UTICalc 3.0 demonstrated strong accuracy for predicting urinary tract infections in febrile pediatric patients, according to a prospective diagnostic study published in JAMA Network Open.
Researchers evaluated two UTICalc models using predefined risk thresholds. The clinical model incorporated five variables: age younger than 12 months, sex and circumcision status, temperature greater than 39 °C, duration of fever greater than 48 hours, and absence of another source of fever. The clinical and dipstick model additionally included leukocyte esterase and nitrite results from urinalysis.
The clinical model achieved an area under the receiver operating characteristic curve (AUROC) of 84%. At the 2% risk threshold, sensitivity was 96% and specificity was 34%. At the 5% threshold, sensitivity decreased to 82% while specificity increased to 74%.
The clinical and dipstick model had an AUROC of 95%, with 94% sensitivity and 87% specificity at the 5% threshold. The model was not evaluated at the 2% threshold.

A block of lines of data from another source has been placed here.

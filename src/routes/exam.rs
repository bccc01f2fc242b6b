//! Normalized exam data: qualification list, taxonomy views, display schedules.
//! Q-Net results are served from the 7-day cache when possible.

use std::sync::Arc;

use axum::{
  extract::{Path, Query, State},
  Json,
};
use chrono::Datelike;
use serde_json::{Map, Value};
use tracing::{info, instrument};

use crate::cache::{schedule_key, QUALIFICATIONS_KEY};
use crate::error::{AppError, AppResult};
use crate::protocol::{ScheduleOut, ScheduleQuery, TaxonomyOut, TaxonomyQuery};
use crate::qnet::JM_CD_REQUIRED;
use crate::schedule::map_schedules;
use crate::state::AppState;
use crate::taxonomy::{FilterEvent, QualificationItem, TaxonomyFilter, TaxonomyIndex};

async fn load_qualifications(state: &AppState) -> AppResult<Vec<QualificationItem>> {
  state
    .cache
    .get_or_fetch(QUALIFICATIONS_KEY, || state.qnet.fetch_qualifications())
    .await
}

#[instrument(level = "info", skip(state))]
pub async fn qualifications(State(state): State<Arc<AppState>>) -> AppResult<Json<Vec<QualificationItem>>> {
  let items = load_qualifications(&state).await?;
  info!(target: "qpass_backend", count = items.len(), "Qualifications served");
  Ok(Json(items))
}

#[instrument(level = "info", skip(state))]
pub async fn qualification(
  State(state): State<Arc<AppState>>,
  Path(code): Path<String>,
) -> AppResult<Json<QualificationItem>> {
  let index = TaxonomyIndex::new(load_qualifications(&state).await?);
  index
    .find(code.trim())
    .cloned()
    .map(Json)
    .ok_or_else(|| AppError::NotFound(format!("종목코드 {code}에 해당하는 종목이 없습니다.")))
}

/// Query parameters replayed as filter events, parent level first.
pub fn filter_from_query(q: TaxonomyQuery) -> TaxonomyFilter {
  let mut filter = TaxonomyFilter::default();
  if let Some(b) = q.broad {
    filter = filter.apply(FilterEvent::SelectBroad(b));
  }
  if let Some(m) = q.mid {
    filter = filter.apply(FilterEvent::SelectMid(m));
  }
  if let Some(s) = q.search {
    filter = filter.apply(FilterEvent::Search(s));
  }
  filter
}

pub fn taxonomy_view(index: &TaxonomyIndex, filter: &TaxonomyFilter) -> TaxonomyOut {
  TaxonomyOut {
    broad_fields: index.broad_fields(),
    mid_fields: filter.mid_fields(index),
    subjects: filter.subjects(index),
  }
}

#[instrument(level = "info", skip(state))]
pub async fn taxonomy(
  State(state): State<Arc<AppState>>,
  Query(q): Query<TaxonomyQuery>,
) -> AppResult<Json<TaxonomyOut>> {
  let index = TaxonomyIndex::new(load_qualifications(&state).await?);
  let filter = filter_from_query(q);
  Ok(Json(taxonomy_view(&index, &filter)))
}

#[instrument(level = "info", skip(state))]
pub async fn schedules(
  State(state): State<Arc<AppState>>,
  Query(q): Query<ScheduleQuery>,
) -> AppResult<Json<Vec<ScheduleOut>>> {
  let jm_cd = q
    .jm_cd
    .map(|s| s.trim().to_string())
    .filter(|s| !s.is_empty())
    .ok_or_else(|| AppError::Validation(JM_CD_REQUIRED.into()))?;
  let year = q
    .year
    .map(|s| s.trim().to_string())
    .filter(|s| !s.is_empty())
    .unwrap_or_else(|| chrono::Local::now().year().to_string());

  let key = schedule_key(&jm_cd, &year);
  let records: Vec<Map<String, Value>> = state
    .cache
    .get_or_fetch(&key, || state.qnet.fetch_schedules(&jm_cd, Some(year.as_str())))
    .await?;

  let out: Vec<ScheduleOut> = map_schedules(&records)
    .into_iter()
    .zip(records)
    .map(|(view, record)| ScheduleOut { view, record })
    .collect();
  info!(target: "qpass_backend", %jm_cd, %year, sittings = out.len(), "Schedules served");
  Ok(Json(out))
}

The clinical model’s recommendations for urine testing were also compared with those of emergency department physicians. Physicians tested 1,157 patients and missed two UTI cases (sensitivity 98%, specificity 57%). The clinical model recommended testing 1,719 patients (missing four UTIs) at the 2% threshold and 731 patients (missing 20 UTIs) at the 5% threshold.
Decision curve analysis showed a positive net benefit for both UTICalc models across a range of thresholds. The clinical model demonstrated the greatest clinical benefit between 2% and 6% thresholds, while the clinical and dipstick model showed the greatest benefit between 4% and 12%.
Limitations included missing urine test results, incomplete patient follow-up, reliance on caregiver-reported information, and the possibility of missed UTIs among patients treated for other conditions.
The findings suggest both models may support clinical decision-making by identifying pediatric patients more likely to benefit from urine testing, although UTICalc did not outperform experienced clinicians in the tertiary pediatric emergency departments studied.
“Physicians should still rely on their clinical judgement when deciding to obtain urine tests, but the UTICalc models can serve as a guide in situations when the diagnosis may not be clear,” said lead study researcher Ceilidh Kinlin, MD, of the Department of Pediatrics, Children’s Hospital of Eastern Ontario, at the University of Ottawa.
One researcher reported serving as a minority shareholder in a concussion care network, and another reported institutional grant funding. No other conflicts were disclosed.